Agenda, dossiers, imagerie, facturation et logiciels métier forment une chaîne. Une faiblesse sur un seul maillon peut désorganiser l’accueil, les praticiens et les assistantes. La bonne méthode consiste donc à piloter l’ensemble plutôt qu’à traiter chaque panne isolément.
Commencer par connaître le parc réel
Le premier travail consiste à recenser les postes, le serveur éventuel, les équipements d’imagerie, les logiciels utilisés, les accès à distance et les sauvegardes existantes. Cet inventaire doit préciser ce qui est indispensable à la journée de soins et qui intervient lorsqu’un élément tombe en panne.
Sans cette vision, les décisions se prennent dans l’urgence. Avec elle, le cabinet peut distinguer les équipements ordinaires des systèmes dont l’arrêt bloque réellement l’activité.

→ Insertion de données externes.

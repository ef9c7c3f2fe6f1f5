//! # Lexical Scope
//!
//! Frames introduced by `let` and by function calls.
//!
//! ## Scoping Rules
//!
//! - Names resolve from the innermost frame outward
//! - Inner frames shadow outer ones
//! - A function body sees only its own parameters, never the caller's frames
//!
//! ## Example
//!
//! ```rust
//! use gsharp_eval::scope::Scope;
//! use gsharp_eval::value::Value;
//!
//! let mut scope = Scope::new();
//! scope.push();
//! scope.define("x", Value::Number(10.0));
//! assert_eq!(scope.get("x"), Some(&Value::Number(10.0)));
//! scope.pop();
//! assert_eq!(scope.get("x"), None);
//! ```

use crate::value::Value;
use std::collections::HashMap;

/// A single frame of bindings.
#[derive(Debug, Clone, Default)]
struct Frame {
    bindings: HashMap<String, Value>,
}

/// Stack of lexical frames, innermost last.
#[derive(Debug, Clone, Default)]
pub struct Scope {
    frames: Vec<Frame>,
}

impl Scope {
    /// Create an empty scope with no frames.
    pub fn new() -> Self {
        Self::default()
    }

    /// Scope holding a single frame with the given bindings.
    ///
    /// Used for function calls.
    pub fn with_bindings(bindings: impl IntoIterator<Item = (String, Value)>) -> Self {
        Self {
            frames: vec![Frame {
                bindings: bindings.into_iter().collect(),
            }],
        }
    }

    /// Push a new frame.
    pub fn push(&mut self) {
        self.frames.push(Frame::default());
    }

    /// Pop the innermost frame.
    pub fn pop(&mut self) {
        self.frames.pop();
    }

    /// Number of frames.
    pub fn depth(&self) -> usize {
        self.frames.len()
    }

    /// Bind a name in the innermost frame, creating one if needed.
    pub fn define(&mut self, name: &str, value: Value) {
        if self.frames.is_empty() {
            self.push();
        }
        if let Some(frame) = self.frames.last_mut() {
            frame.bindings.insert(name.to_string(), value);
        }
    }

    /// Look a name up, innermost frame first.
    pub fn get(&self, name: &str) -> Option<&Value> {
        self.frames
            .iter()
            .rev()
            .find_map(|frame| frame.bindings.get(name))
    }
}

// =============================================================================
// TESTS
// =============================================================================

- Postes et versions de Windows
- Serveur central ou stockage partagé
- Poste panoramique ou CBCT
- Logiciels métier et coordonnées des éditeurs
- Sauvegardes, accès et responsabilités
Passer d’une informatique réactive à une informatique suivie
Une intervention ponctuelle répare un symptôme. Une gestion continue cherche aussi la cause, applique les correctifs, surveille les alertes et documente l’action réalisée. Cette continuité évite de redécouvrir le cabinet à chaque ticket.
Le dirigeant doit recevoir une lecture simple : équipements à renouveler, sauvegardes réellement suivies, risques ouverts, incidents récurrents et décisions à prévoir.

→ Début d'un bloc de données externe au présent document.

//! # Declaration Parsing
//!
//! Parses `const`, `let`, `function` and the identifier-led forms.
//!
//! ## Responsibilities
//!
//! - Constants: `const a = 1`, `const a, b, _ = {1, 2, 3}`
//! - Assignments: `x = 5`, `s = {1, 2}`, `a, b = intersect(c1, c2)`
//! - Let: `let x = 1 in x + 1`, `let -> { a = 1, b = 2 } in a + b`
//! - Functions: `function sq(x) => x * x`
//! - Calls: `Sqrt(2)`, `sq(3)`

use super::Parser;
use crate::ast::Ast;
use crate::error::ParseError;
use crate::lexer::TokenKind;

impl<'a> Parser<'a> {
    /// Parse a `const` declaration.
    ///
    /// ## Grammar
    ///
    /// ```text
    /// const = "const" identifier ("," identifier)* "=" expression
    /// ```
    pub(super) fn parse_const(&mut self) -> Result<Ast, ParseError> {
        self.expect(TokenKind::Const)?;

        let mut names = vec![self.expect_identifier()?];
        while self.match_token(TokenKind::Comma) {
            names.push(self.expect_identifier()?);
        }

        self.expect(TokenKind::Eq)?;
        let value = self.parse_expression()?;

        Ok(Ast::ConstDecl {
            names,
            value: Box::new(value),
        })
    }

    /// Parse a `let` expression.
    ///
    /// ## Grammar
    ///
    /// ```text
    /// let     = "let" binding ("," binding)* "in" expression
    ///         | "let" "->" "{" binding ("," binding)* "}" "in" expression
    /// binding = identifier "=" expression
    /// ```
    pub(super) fn parse_let(&mut self) -> Result<Ast, ParseError> {
        self.expect(TokenKind::Let)?;

        let braced = self.match_token(TokenKind::Arrow);
        if braced {
            self.expect(TokenKind::LBrace)?;
        }

        let mut bindings = vec![self.parse_binding()?];
        while self.match_token(TokenKind::Comma) {
            bindings.push(self.parse_binding()?);
        }

        if braced {
            self.expect(TokenKind::RBrace)?;
        }
        self.expect(TokenKind::In)?;
        let body = Box::new(self.parse_expression()?);

        if !braced && bindings.len() == 1 {
            if let Some((name, value)) = bindings.pop() {
                return Ok(Ast::Let {
                    name,
                    value: Box::new(value),
                    body,
                });
            }
        }

        Ok(Ast::LetMulti { bindings, body })
    }

    fn parse_binding(&mut self) -> Result<(String, Ast), ParseError> {
        let name = self.expect_identifier()?;
        self.expect(TokenKind::Eq)?;
        let value = self.parse_expression()?;
        Ok((name, value))
    }

    /// Parse a function declaration.
    ///
    /// The lexer has already split the header into `FunctionName`,
    /// `Parameter` and `=>` tokens.
    pub(super) fn parse_function(&mut self) -> Result<Ast, ParseError> {
        self.expect(TokenKind::Function)?;
        let name = self.expect(TokenKind::FunctionName)?.text;

        let mut params = Vec::new();
        while self.check(TokenKind::Parameter) {
            params.push(self.advance().text);
        }

        self.expect(TokenKind::FatArrow)?;
        let body = self.parse_expression()?;

        Ok(Ast::FunctionDecl {
            name,
            params,
            body: Box::new(body),
        })
    }

    /// Parse an identifier-led form: call, declaration or reference.
    ///
    /// ## Grammar
    ///
    /// ```text
    /// identifier_form = identifier "(" args? ")"
    ///                 | identifier "=" expression
    ///                 | identifier
    /// ```
    pub(super) fn parse_identifier_form(&mut self) -> Result<Ast, ParseError> {
        let name = self.expect_identifier()?;

        if self.match_token(TokenKind::LParen) {
            let args = self.parse_arguments()?;
            return Ok(if config::constants::is_predefined_function(&name) {
                Ast::PredefinedCall { name, args }
            } else {
                Ast::FunctionCall { name, args }
            });
        }

        if self.match_token(TokenKind::Eq) {
            if self.check(TokenKind::LBrace) {
                return self.parse_sequence(Some(name));
            }
            let value = self.parse_expression()?;
            return Ok(Ast::ConstDecl {
                names: vec![name],
                value: Box::new(value),
            });
        }

        Ok(Ast::Identifier(name))
    }

    /// Parse `a, b, c = expression` when the statement starts that way.
    ///
    /// Returns `None` without consuming anything otherwise.
    pub(super) fn try_parse_multi_assign(&mut self) -> Result<Option<Ast>, ParseError> {
        let mut offset = 0;
        let mut count = 0;
        loop {
            if self.peek_at(offset).kind != TokenKind::Identifier {
                return Ok(None);
            }
            count += 1;
            match self.peek_at(offset + 1).kind {
                TokenKind::Comma => offset += 2,
                TokenKind::Eq if count > 1 => break,
                _ => return Ok(None),
            }
        }

        let mut names = vec![self.expect_identifier()?];
        while self.match_token(TokenKind::Comma) {
            names.push(self.expect_identifier()?);
        }
        self.expect(TokenKind::Eq)?;
        let value = self.parse_expression()?;

        Ok(Some(Ast::MultiAssign {
            names,
            value: Box::new(value),
        }))
    }
}

// =============================================================================
// TESTS
// =============================================================================

#[cfg(test)]
mod tests {
    use crate::ast::{Ast, SequenceLiteral};
    use crate::lexer::Lexer;
    use crate::parser::Parser;

    fn parse(source: &str) -> Ast {
        let tokens = Lexer::new(source).tokenize().unwrap();
        Parser::new(&tokens).parse_statement().unwrap().node
    }

    fn names(list: &[&str]) -> Vec<String> {
        list.iter().map(|s| s.to_string()).collect()
    }

    #[test]
    fn test_parse_const_destructuring() {
        match parse("const a, b = {1, 2, 3}") {
            Ast::ConstDecl { names: got, value } => {
                assert_eq!(got, names(&["a", "b"]));
                assert!(matches!(*value, Ast::Sequence(_)));
            }
            other => panic!("unexpected {:?}", other),
        }
    }

    #[test]
    fn test_parse_assignment_is_const_decl() {
        assert_eq!(
            parse("x = 5"),
            Ast::ConstDecl {
                names: names(&["x"]),
                value: Box::new(Ast::number(5.0)),
            }
        );
    }

    #[test]
    fn test_parse_named_sequence() {
        match parse("s = {1, 2}") {
            Ast::Sequence(SequenceLiteral { elements, name, .. }) => {
                assert_eq!(elements.len(), 2);
                assert_eq!(name.as_deref(), Some("s"));
            }
            other => panic!("unexpected {:?}", other),
        }
    }

    #[test]
    fn test_parse_multi_assign() {
        match parse("a, b, _ = intersect(c1, c2)") {
            Ast::MultiAssign { names: got, value } => {
                assert_eq!(got, names(&["a", "b", "_"]));
                assert!(matches!(*value, Ast::Intersect { .. }));
            }
            other => panic!("unexpected {:?}", other),
        }
    }

    #[test]
    fn test_parse_let_single() {
        assert!(matches!(parse("let x = 1 in x + 1"), Ast::Let { .. }));
    }

    #[test]
    fn test_parse_let_multi_comma() {
        match parse("let a = x, b = 2 in a + b") {
            Ast::LetMulti { bindings, .. } => {
                assert_eq!(bindings.len(), 2);
                assert_eq!(bindings[0].1, Ast::Identifier("x".to_string()));
            }
            other => panic!("unexpected {:?}", other),
        }
    }

    #[test]
    fn test_parse_let_arrow_block() {
        match parse("let -> { a = 1 } in a") {
            Ast::LetMulti { bindings, .. } => assert_eq!(bindings.len(), 1),
            other => panic!("unexpected {:?}", other),
        }
    }

    #[test]
    fn test_parse_function_decl() {
        match parse("function add(a, b) => a + b") {
            Ast::FunctionDecl { name, params, .. } => {
                assert_eq!(name, "add");
                assert_eq!(params, names(&["a", "b"]));
            }
            other => panic!("unexpected {:?}", other),
        }
    }

    #[test]
    fn test_parse_calls() {
        assert!(matches!(parse("Sqrt(2)"), Ast::PredefinedCall { .. }));
        match parse("add(1, 2)") {
            Ast::FunctionCall { name, args } => {
                assert_eq!(name, "add");
                assert_eq!(args.len(), 2);
            }
            other => panic!("unexpected {:?}", other),
        }
        assert!(matches!(parse("Rand()"), Ast::PredefinedCall { args, .. } if args.is_empty()));
    }
}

Protéger la journée de soins, pas seulement les ordinateurs
La valeur d’un poste dépend de son usage. Un ordinateur d’accueil, un serveur central et le poste d’une panoramique n’ont pas le même impact opérationnel. Le niveau de préparation doit donc suivre la conséquence d’un arrêt, pas uniquement le prix du matériel.
Cette approche permet de prioriser les sauvegardes, les procédures de reprise, la disponibilité des éditeurs et les investissements de renouvellement.
Check-list essentielle
- Inventaire du parc à jour
- Systèmes critiques identifiés
- Sauvegardes quotidiennes surveillées
- Correctifs et protection suivis
- Coordonnées des éditeurs documentées
- Bilan périodique remis au dirigeant
Questions fréquentes
Faut-il un serveur dans tous les cabinets dentaires ?
Non. Cela dépend du logiciel métier, du stockage, de l’imagerie et de l’architecture retenue. L’important est de documenter où se trouvent les données et comment l’activité reprend après une panne.
Quelle est la première étape ?
Réaliser un bilan de continuité pour inventorier les dépendances, identifier les risques prioritaires et établir un plan de progression réaliste.